• [WHAT TO WORK ON]
Here are some records; copy every line that holds the word "DumpTables".

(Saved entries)
= = = = =

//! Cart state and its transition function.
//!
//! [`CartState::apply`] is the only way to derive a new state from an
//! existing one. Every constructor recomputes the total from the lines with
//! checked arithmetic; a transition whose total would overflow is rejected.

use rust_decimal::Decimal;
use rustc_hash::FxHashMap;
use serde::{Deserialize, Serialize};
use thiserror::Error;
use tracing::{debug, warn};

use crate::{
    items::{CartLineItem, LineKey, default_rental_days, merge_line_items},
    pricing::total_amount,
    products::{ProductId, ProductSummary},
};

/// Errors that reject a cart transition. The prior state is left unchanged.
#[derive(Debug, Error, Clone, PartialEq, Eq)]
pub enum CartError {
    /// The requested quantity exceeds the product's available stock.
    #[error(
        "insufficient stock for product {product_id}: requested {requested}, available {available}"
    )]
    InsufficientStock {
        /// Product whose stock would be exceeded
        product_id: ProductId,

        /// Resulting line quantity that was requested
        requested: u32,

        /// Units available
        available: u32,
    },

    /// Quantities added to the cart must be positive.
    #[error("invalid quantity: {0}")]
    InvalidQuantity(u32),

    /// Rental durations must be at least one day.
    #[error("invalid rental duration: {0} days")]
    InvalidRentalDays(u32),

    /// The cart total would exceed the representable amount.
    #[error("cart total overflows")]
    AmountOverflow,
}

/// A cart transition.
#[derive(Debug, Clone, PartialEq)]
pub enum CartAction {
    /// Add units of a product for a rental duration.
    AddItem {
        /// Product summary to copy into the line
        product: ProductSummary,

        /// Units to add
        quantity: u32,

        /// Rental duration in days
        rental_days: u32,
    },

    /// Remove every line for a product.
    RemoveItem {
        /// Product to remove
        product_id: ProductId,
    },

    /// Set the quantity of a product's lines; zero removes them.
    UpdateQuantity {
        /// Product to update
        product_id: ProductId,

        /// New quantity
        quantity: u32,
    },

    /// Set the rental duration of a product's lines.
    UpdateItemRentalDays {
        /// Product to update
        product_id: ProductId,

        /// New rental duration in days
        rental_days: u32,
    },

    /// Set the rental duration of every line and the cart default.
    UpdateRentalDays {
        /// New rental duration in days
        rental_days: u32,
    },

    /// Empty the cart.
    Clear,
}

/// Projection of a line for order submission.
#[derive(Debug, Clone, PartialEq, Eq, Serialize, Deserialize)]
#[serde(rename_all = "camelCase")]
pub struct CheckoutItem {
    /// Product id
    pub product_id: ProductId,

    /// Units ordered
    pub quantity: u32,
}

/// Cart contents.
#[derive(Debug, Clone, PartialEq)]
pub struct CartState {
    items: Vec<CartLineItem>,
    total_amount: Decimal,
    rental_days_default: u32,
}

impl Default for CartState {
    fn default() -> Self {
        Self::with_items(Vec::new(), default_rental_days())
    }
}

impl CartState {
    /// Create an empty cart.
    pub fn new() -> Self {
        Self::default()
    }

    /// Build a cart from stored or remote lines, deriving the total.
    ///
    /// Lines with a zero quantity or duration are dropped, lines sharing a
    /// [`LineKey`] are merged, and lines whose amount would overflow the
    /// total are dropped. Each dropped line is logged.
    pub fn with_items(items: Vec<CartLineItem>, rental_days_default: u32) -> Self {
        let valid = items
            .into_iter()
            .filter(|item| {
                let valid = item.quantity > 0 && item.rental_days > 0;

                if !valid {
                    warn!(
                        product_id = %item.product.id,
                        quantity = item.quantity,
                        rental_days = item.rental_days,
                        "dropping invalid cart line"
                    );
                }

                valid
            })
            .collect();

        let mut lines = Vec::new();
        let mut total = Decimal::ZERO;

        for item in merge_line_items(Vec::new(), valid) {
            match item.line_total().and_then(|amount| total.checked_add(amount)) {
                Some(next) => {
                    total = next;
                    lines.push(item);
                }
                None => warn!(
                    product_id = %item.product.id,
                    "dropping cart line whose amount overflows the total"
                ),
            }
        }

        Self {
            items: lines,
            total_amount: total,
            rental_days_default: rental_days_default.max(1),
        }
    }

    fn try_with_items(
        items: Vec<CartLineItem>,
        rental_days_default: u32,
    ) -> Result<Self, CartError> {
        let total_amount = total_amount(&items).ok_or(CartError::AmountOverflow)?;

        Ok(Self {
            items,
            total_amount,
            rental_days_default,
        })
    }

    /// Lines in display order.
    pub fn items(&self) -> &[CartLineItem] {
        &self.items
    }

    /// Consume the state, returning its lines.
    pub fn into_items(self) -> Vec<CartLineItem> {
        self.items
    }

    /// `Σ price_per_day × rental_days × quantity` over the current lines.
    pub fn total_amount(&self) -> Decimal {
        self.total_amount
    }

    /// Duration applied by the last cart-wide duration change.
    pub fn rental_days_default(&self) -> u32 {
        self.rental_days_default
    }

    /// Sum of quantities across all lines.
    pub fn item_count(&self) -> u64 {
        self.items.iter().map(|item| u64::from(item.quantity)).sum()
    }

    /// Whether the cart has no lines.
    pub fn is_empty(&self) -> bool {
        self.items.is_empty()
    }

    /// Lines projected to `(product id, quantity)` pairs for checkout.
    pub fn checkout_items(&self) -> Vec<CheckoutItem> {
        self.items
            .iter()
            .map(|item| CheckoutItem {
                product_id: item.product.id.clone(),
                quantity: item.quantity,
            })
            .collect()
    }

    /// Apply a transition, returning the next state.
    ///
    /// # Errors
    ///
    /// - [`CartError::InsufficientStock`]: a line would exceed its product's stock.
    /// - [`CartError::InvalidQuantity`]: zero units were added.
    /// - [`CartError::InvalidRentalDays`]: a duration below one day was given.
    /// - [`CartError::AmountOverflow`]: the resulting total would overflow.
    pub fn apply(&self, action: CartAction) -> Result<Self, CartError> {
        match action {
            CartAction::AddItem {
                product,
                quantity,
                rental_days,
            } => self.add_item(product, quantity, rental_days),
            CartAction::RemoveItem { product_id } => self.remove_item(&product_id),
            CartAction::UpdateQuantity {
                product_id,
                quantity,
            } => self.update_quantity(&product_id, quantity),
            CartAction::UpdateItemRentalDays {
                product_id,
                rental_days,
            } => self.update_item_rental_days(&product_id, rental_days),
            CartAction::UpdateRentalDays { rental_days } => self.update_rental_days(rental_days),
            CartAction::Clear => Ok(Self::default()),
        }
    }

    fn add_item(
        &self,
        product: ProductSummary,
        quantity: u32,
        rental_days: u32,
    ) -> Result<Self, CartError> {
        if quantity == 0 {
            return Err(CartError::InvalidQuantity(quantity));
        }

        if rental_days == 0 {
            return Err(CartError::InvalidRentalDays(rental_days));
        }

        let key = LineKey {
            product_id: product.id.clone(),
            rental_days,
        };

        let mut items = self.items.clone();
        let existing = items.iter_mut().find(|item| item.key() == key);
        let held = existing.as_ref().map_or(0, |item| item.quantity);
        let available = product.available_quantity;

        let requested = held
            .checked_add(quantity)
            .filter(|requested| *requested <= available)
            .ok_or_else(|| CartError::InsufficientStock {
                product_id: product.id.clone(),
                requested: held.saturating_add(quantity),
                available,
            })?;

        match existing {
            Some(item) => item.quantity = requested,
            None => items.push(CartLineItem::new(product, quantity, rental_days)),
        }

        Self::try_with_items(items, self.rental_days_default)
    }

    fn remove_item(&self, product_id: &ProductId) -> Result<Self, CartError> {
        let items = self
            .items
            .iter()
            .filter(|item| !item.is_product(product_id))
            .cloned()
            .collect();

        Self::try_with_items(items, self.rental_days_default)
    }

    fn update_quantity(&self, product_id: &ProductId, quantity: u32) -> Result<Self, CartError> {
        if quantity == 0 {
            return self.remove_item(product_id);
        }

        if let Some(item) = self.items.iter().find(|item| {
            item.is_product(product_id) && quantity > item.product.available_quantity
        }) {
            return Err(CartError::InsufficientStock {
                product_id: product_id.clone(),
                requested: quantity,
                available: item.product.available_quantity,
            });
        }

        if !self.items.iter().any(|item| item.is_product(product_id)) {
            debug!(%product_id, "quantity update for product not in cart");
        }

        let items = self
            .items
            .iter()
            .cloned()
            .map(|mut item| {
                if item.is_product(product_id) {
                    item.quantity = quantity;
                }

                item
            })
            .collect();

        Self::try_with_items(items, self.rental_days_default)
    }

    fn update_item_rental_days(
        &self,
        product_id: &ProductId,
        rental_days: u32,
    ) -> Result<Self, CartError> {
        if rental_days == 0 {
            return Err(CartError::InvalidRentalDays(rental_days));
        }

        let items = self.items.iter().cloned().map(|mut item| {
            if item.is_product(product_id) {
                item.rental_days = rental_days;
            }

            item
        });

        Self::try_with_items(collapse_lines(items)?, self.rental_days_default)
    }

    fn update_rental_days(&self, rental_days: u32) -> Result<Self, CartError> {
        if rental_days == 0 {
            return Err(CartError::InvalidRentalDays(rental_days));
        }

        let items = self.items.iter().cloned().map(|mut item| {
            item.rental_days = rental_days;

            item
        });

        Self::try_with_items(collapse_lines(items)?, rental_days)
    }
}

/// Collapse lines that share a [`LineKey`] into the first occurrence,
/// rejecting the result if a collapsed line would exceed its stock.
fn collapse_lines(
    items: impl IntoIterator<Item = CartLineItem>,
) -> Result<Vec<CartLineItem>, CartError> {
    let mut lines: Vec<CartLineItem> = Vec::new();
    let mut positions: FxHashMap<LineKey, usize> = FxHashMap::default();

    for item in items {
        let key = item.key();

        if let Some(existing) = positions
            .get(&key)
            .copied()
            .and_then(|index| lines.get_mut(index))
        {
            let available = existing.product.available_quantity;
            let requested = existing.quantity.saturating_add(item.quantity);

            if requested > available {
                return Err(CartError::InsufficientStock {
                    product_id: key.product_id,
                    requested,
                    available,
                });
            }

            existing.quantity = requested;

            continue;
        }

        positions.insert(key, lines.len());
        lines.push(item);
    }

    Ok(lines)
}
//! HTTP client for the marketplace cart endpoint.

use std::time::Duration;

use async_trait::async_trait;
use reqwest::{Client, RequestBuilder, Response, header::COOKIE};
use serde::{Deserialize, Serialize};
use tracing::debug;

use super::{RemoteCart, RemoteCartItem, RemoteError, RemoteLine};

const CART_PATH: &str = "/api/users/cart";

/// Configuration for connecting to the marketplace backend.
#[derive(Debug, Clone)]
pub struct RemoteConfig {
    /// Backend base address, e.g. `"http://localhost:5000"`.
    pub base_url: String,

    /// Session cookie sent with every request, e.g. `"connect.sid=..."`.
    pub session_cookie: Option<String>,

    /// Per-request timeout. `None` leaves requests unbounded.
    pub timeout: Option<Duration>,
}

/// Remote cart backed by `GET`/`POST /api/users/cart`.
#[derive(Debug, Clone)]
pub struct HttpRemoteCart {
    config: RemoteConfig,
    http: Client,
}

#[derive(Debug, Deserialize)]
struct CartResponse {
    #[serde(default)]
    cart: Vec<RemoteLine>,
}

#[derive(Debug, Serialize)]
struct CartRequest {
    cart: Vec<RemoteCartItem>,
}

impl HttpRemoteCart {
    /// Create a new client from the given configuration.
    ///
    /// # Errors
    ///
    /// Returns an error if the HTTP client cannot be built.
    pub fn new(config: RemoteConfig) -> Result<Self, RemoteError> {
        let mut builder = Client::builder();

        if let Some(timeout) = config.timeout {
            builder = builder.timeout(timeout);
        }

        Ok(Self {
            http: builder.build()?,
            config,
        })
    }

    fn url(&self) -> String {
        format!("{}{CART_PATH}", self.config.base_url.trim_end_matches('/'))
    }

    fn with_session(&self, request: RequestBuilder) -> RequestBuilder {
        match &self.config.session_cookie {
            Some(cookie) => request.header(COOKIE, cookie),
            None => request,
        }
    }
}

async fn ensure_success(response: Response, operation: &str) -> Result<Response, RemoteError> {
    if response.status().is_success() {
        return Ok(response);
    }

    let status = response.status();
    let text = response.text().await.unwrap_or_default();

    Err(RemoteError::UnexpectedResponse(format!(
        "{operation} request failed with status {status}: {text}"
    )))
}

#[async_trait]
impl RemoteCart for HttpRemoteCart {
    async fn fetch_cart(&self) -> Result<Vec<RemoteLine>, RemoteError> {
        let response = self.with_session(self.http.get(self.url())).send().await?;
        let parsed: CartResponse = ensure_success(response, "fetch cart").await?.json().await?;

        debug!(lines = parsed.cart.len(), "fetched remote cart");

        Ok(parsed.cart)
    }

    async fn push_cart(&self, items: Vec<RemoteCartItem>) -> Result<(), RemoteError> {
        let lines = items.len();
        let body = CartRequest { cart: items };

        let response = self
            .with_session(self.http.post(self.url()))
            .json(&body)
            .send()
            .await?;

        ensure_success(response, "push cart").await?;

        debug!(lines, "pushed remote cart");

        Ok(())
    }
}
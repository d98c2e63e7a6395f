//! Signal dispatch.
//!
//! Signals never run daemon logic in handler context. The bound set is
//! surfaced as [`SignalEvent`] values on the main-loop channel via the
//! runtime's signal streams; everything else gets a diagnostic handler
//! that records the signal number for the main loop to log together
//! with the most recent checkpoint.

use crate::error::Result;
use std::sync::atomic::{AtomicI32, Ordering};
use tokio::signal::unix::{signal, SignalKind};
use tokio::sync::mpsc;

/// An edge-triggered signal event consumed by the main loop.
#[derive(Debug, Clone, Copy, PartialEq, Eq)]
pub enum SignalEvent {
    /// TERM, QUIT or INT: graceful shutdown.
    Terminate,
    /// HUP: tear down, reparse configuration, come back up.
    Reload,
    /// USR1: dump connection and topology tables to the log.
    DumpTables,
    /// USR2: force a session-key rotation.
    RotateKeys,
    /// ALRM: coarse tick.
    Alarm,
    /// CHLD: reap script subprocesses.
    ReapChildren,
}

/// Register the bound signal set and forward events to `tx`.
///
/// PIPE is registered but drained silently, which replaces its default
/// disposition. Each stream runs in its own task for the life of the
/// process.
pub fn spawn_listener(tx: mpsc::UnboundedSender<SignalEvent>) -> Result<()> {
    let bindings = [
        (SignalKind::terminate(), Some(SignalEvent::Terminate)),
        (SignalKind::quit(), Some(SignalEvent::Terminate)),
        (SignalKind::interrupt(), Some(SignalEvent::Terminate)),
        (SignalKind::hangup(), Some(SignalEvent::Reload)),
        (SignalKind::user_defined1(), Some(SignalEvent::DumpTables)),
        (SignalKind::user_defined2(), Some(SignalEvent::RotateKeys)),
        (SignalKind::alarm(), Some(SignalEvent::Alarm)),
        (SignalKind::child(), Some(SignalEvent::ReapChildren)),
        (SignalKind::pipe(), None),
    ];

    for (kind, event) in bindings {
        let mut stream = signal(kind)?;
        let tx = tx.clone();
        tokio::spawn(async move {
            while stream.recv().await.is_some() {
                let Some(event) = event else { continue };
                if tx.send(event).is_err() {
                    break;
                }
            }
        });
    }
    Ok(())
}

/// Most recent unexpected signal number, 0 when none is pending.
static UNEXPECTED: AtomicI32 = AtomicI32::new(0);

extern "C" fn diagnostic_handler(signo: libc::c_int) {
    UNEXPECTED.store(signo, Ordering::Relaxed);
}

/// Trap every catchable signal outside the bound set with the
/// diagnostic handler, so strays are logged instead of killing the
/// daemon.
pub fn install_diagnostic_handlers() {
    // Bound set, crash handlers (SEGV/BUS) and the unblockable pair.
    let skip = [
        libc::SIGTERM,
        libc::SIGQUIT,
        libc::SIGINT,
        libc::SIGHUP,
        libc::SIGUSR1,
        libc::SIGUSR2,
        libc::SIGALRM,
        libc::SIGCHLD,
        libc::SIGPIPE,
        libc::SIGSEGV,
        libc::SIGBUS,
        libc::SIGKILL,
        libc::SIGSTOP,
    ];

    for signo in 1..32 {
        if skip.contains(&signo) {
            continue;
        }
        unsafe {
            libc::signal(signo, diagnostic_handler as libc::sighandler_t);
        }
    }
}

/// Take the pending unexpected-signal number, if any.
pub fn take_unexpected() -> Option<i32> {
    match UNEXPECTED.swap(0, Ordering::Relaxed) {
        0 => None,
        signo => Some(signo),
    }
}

= = = = =

• [REPLY]
    DumpTables,
        (SignalKind::user_defined1(), Some(SignalEvent::DumpTables)),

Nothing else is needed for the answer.